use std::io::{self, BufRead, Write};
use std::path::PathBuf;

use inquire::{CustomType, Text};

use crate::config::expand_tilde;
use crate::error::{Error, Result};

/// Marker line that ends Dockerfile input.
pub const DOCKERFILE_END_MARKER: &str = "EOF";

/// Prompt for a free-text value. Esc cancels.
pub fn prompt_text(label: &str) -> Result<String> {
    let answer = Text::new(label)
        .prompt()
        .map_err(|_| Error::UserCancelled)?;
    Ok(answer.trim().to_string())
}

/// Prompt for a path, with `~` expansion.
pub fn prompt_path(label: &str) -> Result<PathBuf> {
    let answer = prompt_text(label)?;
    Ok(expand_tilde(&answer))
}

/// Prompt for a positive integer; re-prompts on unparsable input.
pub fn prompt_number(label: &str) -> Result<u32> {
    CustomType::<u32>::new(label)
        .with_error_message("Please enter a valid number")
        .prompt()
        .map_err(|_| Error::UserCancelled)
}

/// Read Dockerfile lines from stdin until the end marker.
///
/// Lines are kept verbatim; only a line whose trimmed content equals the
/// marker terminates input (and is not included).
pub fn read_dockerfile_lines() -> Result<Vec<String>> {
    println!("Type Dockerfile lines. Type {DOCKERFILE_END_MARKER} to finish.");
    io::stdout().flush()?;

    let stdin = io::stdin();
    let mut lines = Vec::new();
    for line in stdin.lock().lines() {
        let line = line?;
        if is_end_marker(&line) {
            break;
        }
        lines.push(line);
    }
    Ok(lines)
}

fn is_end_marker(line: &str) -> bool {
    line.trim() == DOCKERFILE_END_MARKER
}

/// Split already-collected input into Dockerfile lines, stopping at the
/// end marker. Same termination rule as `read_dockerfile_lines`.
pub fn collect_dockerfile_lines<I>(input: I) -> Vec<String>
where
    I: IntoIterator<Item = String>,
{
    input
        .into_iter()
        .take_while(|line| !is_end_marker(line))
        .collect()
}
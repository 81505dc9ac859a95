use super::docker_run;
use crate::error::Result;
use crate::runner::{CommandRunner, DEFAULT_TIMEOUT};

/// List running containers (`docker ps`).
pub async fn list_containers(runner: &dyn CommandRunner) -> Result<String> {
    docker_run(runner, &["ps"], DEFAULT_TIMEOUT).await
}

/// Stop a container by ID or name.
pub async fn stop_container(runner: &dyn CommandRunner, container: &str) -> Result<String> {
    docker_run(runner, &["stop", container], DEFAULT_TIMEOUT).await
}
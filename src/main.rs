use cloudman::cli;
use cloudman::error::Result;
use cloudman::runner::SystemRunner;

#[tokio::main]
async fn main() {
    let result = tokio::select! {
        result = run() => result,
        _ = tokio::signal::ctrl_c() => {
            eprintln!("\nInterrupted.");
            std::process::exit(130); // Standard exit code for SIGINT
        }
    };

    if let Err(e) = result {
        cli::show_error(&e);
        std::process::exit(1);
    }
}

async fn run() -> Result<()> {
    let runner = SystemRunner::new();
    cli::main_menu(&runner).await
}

•••••

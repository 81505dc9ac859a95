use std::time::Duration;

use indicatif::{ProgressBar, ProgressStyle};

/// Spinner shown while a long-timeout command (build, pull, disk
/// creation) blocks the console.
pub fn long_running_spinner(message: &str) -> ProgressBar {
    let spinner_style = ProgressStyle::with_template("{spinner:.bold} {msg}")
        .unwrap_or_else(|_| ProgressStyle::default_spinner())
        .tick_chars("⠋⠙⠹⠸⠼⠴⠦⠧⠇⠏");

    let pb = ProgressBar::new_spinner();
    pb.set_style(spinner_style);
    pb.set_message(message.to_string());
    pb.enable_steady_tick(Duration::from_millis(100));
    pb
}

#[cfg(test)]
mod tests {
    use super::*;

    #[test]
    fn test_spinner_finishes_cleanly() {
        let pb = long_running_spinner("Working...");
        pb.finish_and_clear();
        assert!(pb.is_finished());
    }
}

•••••

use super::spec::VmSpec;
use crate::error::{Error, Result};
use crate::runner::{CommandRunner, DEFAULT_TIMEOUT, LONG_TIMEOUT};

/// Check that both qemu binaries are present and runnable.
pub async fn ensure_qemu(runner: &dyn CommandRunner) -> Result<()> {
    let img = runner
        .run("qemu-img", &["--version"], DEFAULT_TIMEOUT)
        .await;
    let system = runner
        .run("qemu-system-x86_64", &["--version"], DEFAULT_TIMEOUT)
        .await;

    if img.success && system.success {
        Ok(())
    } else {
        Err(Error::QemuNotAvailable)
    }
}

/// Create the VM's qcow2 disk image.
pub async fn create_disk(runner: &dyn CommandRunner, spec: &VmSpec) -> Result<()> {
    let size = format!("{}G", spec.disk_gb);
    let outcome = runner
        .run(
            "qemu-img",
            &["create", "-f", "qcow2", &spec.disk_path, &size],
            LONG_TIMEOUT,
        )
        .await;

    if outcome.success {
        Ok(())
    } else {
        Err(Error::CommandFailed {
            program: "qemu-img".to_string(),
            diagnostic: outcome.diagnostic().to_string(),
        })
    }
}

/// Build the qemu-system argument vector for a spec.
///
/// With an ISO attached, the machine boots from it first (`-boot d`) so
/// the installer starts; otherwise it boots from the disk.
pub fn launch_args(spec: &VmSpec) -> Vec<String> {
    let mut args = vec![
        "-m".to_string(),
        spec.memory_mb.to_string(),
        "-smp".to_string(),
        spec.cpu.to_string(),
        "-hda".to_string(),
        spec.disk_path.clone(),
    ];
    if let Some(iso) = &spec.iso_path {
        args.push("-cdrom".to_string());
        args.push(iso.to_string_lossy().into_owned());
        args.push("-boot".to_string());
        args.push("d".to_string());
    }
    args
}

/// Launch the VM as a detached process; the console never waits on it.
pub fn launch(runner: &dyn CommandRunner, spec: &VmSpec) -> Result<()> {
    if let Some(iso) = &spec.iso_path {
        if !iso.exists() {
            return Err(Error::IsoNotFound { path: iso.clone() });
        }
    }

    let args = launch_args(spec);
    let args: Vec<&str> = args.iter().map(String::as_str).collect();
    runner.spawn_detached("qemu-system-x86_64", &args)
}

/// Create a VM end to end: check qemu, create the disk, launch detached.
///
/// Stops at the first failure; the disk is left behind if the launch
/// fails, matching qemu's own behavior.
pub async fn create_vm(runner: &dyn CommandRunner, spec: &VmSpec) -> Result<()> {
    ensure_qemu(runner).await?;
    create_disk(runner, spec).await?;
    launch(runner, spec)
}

•••••

[Task]: Retype exactly the lines above, from the one with "let answer = prompt_text(label)?;" through the one with "let result = tokio::select!", inclusive.

[Result of this task]:
    let answer = prompt_text(label)?;
    Ok(expand_tilde(&answer))
}

/// Prompt for a positive integer; re-prompts on unparsable input.
pub fn prompt_number(label: &str) -> Result<u32> {
    CustomType::<u32>::new(label)
        .with_error_message("Please enter a valid number")
        .prompt()
        .map_err(|_| Error::UserCancelled)
}

/// Read Dockerfile lines from stdin until the end marker.
///
/// Lines are kept verbatim; only a line whose trimmed content equals the
/// marker terminates input (and is not included).
pub fn read_dockerfile_lines() -> Result<Vec<String>> {
    println!("Type Dockerfile lines. Type {DOCKERFILE_END_MARKER} to finish.");
    io::stdout().flush()?;

    let stdin = io::stdin();
    let mut lines = Vec::new();
    for line in stdin.lock().lines() {
        let line = line?;
        if is_end_marker(&line) {
            break;
        }
        lines.push(line);
    }
    Ok(lines)
}

fn is_end_marker(line: &str) -> bool {
    line.trim() == DOCKERFILE_END_MARKER
}

/// Split already-collected input into Dockerfile lines, stopping at the
/// end marker. Same termination rule as `read_dockerfile_lines`.
pub fn collect_dockerfile_lines<I>(input: I) -> Vec<String>
where
    I: IntoIterator<Item = String>,
{
    input
        .into_iter()
        .take_while(|line| !is_end_marker(line))
        .collect()
}
repository 81505dc9ac859a95
use super::docker_run;
use crate::error::Result;
use crate::runner::{CommandRunner, DEFAULT_TIMEOUT};

/// List running containers (`docker ps`).
pub async fn list_containers(runner: &dyn CommandRunner) -> Result<String> {
    docker_run(runner, &["ps"], DEFAULT_TIMEOUT).await
}

/// Stop a container by ID or name.
pub async fn stop_container(runner: &dyn CommandRunner, container: &str) -> Result<String> {
    docker_run(runner, &["stop", container], DEFAULT_TIMEOUT).await
}
filename src/main.rs
use cloudman::cli;
use cloudman::error::Result;
use cloudman::runner::SystemRunner;

#[tokio::main]
async fn main() {
    let result = tokio::select! {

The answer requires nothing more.